Les librairies existantes et leurs limites
La partie frontend de seelf est réalisée avec l’aide du framework SvelteKit en utilisant le langage Typescript. La suite logique était donc de regarder les librairies existantes en terme de localisation avec ce framework.
Un petit tour sur un moteur de recherche me permet de mettre en avant un certain nombre de librairies :
Seulement, aucune ne parvient à me convaincre suffisamment. Pour la majorité de ces librairies, l’interpolation (donc le paramétrage des traductions) me semble bien trop complexe. Par exemple, avec sveltekit-i18n
, vous pouvez avoir des chaînes de traduction de ce style :
{
"placeholder": "Title with {{placeholder}}.",
"placeholder_with_default_value": "{{placeholder; default:Default value;}}.",
"modifier": "{{gender; female:She; male:He;}} has a dog.",
"combined": "You have {{number:gt; 0:{{number}} new {{number; 1:message; default:messages;}}!; default:no messages.;}}"
}
Et même si je comprends l’utilité de cette syntaxe dans le cadre d’un fichier de traduction en JSON
, cela restait trop compliqué pour mes besoins.

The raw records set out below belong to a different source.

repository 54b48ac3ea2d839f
use std::sync::Arc;

use serenity::all::{Context, Message};
use tracing::{debug, error, info};

use crate::bot::data::Data;
use crate::bot::error::Error;

/// Relay a direct message from the configured admin to every guild
pub async fn handle_message(ctx: &Context, data: &Arc<Data>, message: &Message) -> Result<(), Error> {
    if !is_direct(message) {
        return Ok(());
    }

    if !data.settings.is_admin(message.author.id.get()) {
        debug!("Ignoring direct message from {}", message.author.id);
        return Ok(());
    }

    if message.content.trim().is_empty() {
        return Ok(());
    }

    info!("Relaying admin message from {}", message.author.id);

    let reply = match data.relay.relay(&message.content).await {
        Ok(report) => data.relay.confirmation(&report),
        Err(e) => {
            error!("Relay aborted, could not list guilds: {}", e);
            Error::Store(e).user_message()
        }
    };

    message.channel_id.say(ctx, reply).await?;

    Ok(())
}

/// Whether this message is a candidate for the admin relay
pub fn is_direct(message: &Message) -> bool {
    message.guild_id.is_none() && !message.author.bot
}
pub mod embeds;
pub mod messages;
pub mod timeouts;
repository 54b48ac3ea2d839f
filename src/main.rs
use chamuru::{bot, config::Settings, db};
use tracing::{error, info};
use tracing_subscriber::{layer::SubscriberExt, util::SubscriberInitExt, EnvFilter};

#[tokio::main]
async fn main() {
    // Load .env file if present
    dotenvy::dotenv().ok();

    // Initialize tracing
    tracing_subscriber::registry()
        .with(EnvFilter::from_default_env())
        .with(tracing_subscriber::fmt::layer())
        .init();

    info!("Starting Chamuru Discord Bot");

    // Load settings
    let settings = match Settings::from_env() {
        Ok(s) => s,
        Err(e) => {
            error!("Failed to load settings: {}", e);
            std::process::exit(1);
        }
    };

    // Initialize database pool
    let pool = match db::pool::create_pool(&settings.database_url).await {
        Ok(p) => p,
        Err(e) => {
            error!("Failed to create database pool: {}", e);
            std::process::exit(1);
        }
    };

    if let Err(e) = db::pool::run_migrations(&pool).await {
        error!("Failed to run migrations: {}", e);
        std::process::exit(1);
    }

    info!("Database initialized successfully");

    if let Err(e) = bot::framework::run(settings, pool).await {
        error!("Bot error: {}", e);
        std::process::exit(1);
    }
}
pub mod direct_message;
pub mod event_handler;
pub mod interaction;
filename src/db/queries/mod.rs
pub mod server_config;
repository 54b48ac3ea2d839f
pub mod formatting;
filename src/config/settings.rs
use std::env;
use std::time::Duration;

use crate::constants::timeouts::{DEFAULT_PURGE_LIMIT, DEFAULT_PURGE_PACING_MS, MAX_HISTORY_PAGE};

/// How the admin relay reports a finished fan-out back to the sender
#[derive(Debug, Clone, Copy, PartialEq, Eq, Default)]
pub enum RelayConfirmation {
    /// Always reply with a plain "done", whatever the per-guild outcomes were
    #[default]
    Always,
    /// Reply with delivered / failed / unconfigured counts
    Summary,
}

impl RelayConfirmation {
    fn parse(value: &str) -> Option<Self> {
        match value.trim().to_ascii_lowercase().as_str() {
            "always" => Some(Self::Always),
            "summary" => Some(Self::Summary),
            _ => None,
        }
    }
}

#[derive(Debug, Clone)]
pub struct Settings {
    pub discord_token: String,
    pub database_url: String,
    pub guild_id: Option<u64>,
    /// Only direct messages from this user are relayed to every guild
    pub admin_user_id: Option<u64>,
    pub relay_confirmation: RelayConfirmation,
    /// How many recent messages a reconciliation sweeps from the button channel
    pub purge_limit: u8,
    /// Pause between two deletes of a purge sweep
    pub purge_pacing: Duration,
}

impl Settings {
    pub fn from_env() -> Result<Self, String> {
        Self::from_lookup(|key| env::var(key).ok())
    }

    pub fn from_lookup<F>(lookup: F) -> Result<Self, String>
    where
        F: Fn(&str) -> Option<String>,
    {
        let discord_token = lookup("DISCORD_TOKEN")
            .filter(|s| !s.is_empty())
            .ok_or("DISCORD_TOKEN environment variable not set")?;

        let database_url = lookup("DATABASE_URL")
            .filter(|s| !s.is_empty())
            .ok_or("DATABASE_URL environment variable not set")?;

        let guild_id = lookup("GUILD_ID").and_then(|s| s.parse::<u64>().ok());

        let admin_user_id = lookup("ADMIN_USER_ID").and_then(|s| s.parse::<u64>().ok());

        let relay_confirmation = match lookup("RELAY_CONFIRMATION") {
            Some(value) => RelayConfirmation::parse(&value)
                .ok_or_else(|| format!("RELAY_CONFIRMATION must be 'always' or 'summary', got '{}'", value))?,
            None => RelayConfirmation::default(),
        };

        let purge_limit = lookup("PURGE_LIMIT")
            .and_then(|s| s.parse::<u64>().ok())
            .map(|limit| limit.clamp(1, MAX_HISTORY_PAGE as u64) as u8)
            .unwrap_or(DEFAULT_PURGE_LIMIT);

        let purge_pacing = lookup("PURGE_PACING_MS")
            .and_then(|s| s.parse::<u64>().ok())
            .map(Duration::from_millis)
            .unwrap_or(Duration::from_millis(DEFAULT_PURGE_PACING_MS));

        Ok(Self {
            discord_token,
            database_url,
            guild_id,
            admin_user_id,
            relay_confirmation,
            purge_limit,
            purge_pacing,
        })
    }

    /// Whether a direct message from `user_id` should be relayed
    pub fn is_admin(&self, user_id: u64) -> bool {
        self.admin_user_id == Some(user_id)
    }
}

#[cfg(test)]
mod tests {
    use std::collections::HashMap;

    use super::*;

    fn load(vars: &[(&str, &str)]) -> Result<Settings, String> {
        let vars: HashMap<String, String> = vars
            .iter()
            .map(|(k, v)| (k.to_string(), v.to_string()))
            .collect();
        Settings::from_lookup(|key| vars.get(key).cloned())
    }

    #[test]
    fn test_defaults() {
        let settings = load(&[("DISCORD_TOKEN", "t"), ("DATABASE_URL", "postgres://x")]).unwrap();
        assert_eq!(settings.guild_id, None);
        assert_eq!(settings.admin_user_id, None);
        assert_eq!(settings.relay_confirmation, RelayConfirmation::Always);
        assert_eq!(settings.purge_limit, 20);
        assert_eq!(settings.purge_pacing, Duration::from_secs(1));
    }

    #[test]
    fn test_missing_credentials_are_fatal() {
        assert!(load(&[("DATABASE_URL", "postgres://x")]).is_err());
        assert!(load(&[("DISCORD_TOKEN", "t")]).is_err());
        assert!(load(&[("DISCORD_TOKEN", ""), ("DATABASE_URL", "postgres://x")]).is_err());
    }

    #[test]
    fn test_overrides() {
        let settings = load(&[
            ("DISCORD_TOKEN", "t"),
            ("DATABASE_URL", "postgres://x"),
            ("ADMIN_USER_ID", "42"),
            ("RELAY_CONFIRMATION", "Summary"),
            ("PURGE_LIMIT", "250"),
            ("PURGE_PACING_MS", "10"),
        ]);
        let settings = settings.unwrap();
        assert!(settings.is_admin(42));
        assert!(!settings.is_admin(43));
        assert_eq!(settings.relay_confirmation, RelayConfirmation::Summary);
        assert_eq!(settings.purge_limit, 100);
        assert_eq!(settings.purge_pacing, Duration::from_millis(10));
    }

    #[test]
    fn test_purge_limit_clamped() {
        let limit = |value: &str| {
            load(&[
                ("DISCORD_TOKEN", "t"),
                ("DATABASE_URL", "postgres://x"),
                ("PURGE_LIMIT", value),
            ])
            .unwrap()
            .purge_limit
        };
        assert_eq!(limit("0"), 1);
        assert_eq!(limit("55"), 55);
        assert_eq!(limit("101"), 100);
        assert_eq!(limit("255"), 100);
        assert_eq!(limit("256"), 100);
        assert_eq!(limit("500"), 100);
        assert_eq!(limit("not a number"), 20);
        assert_eq!(limit("-3"), 20);
    }

    #[test]
    fn test_bad_relay_policy_rejected() {
        assert!(load(&[
            ("DISCORD_TOKEN", "t"),
            ("DATABASE_URL", "postgres://x"),
            ("RELAY_CONFIRMATION", "sometimes"),
        ])
        .is_err());
    }
}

Notons aussi qu’aucun typage n’est disponible avec ce genre de système et que donc, on peut se retrouver à oublier un argument nécessaire à la traduction ou à fournir une valeur du mauvais type.
Autre point intéressant à mentionner, chacune de ces solutions retourne la valeur de traduction sous forme de store svelte ce qui permet de changer à la volée et de manière réactive la langue de l’application. Même si je ne remet pas en cause la performance des stores tels qu’implémentés par Svelte, je trouvais dommage d’en payer le prix sachant que la langue n’est que très rarement changée au sein de l’application. Rafraîchir la page lorsque cela arrive me semblait tout à fait acceptable.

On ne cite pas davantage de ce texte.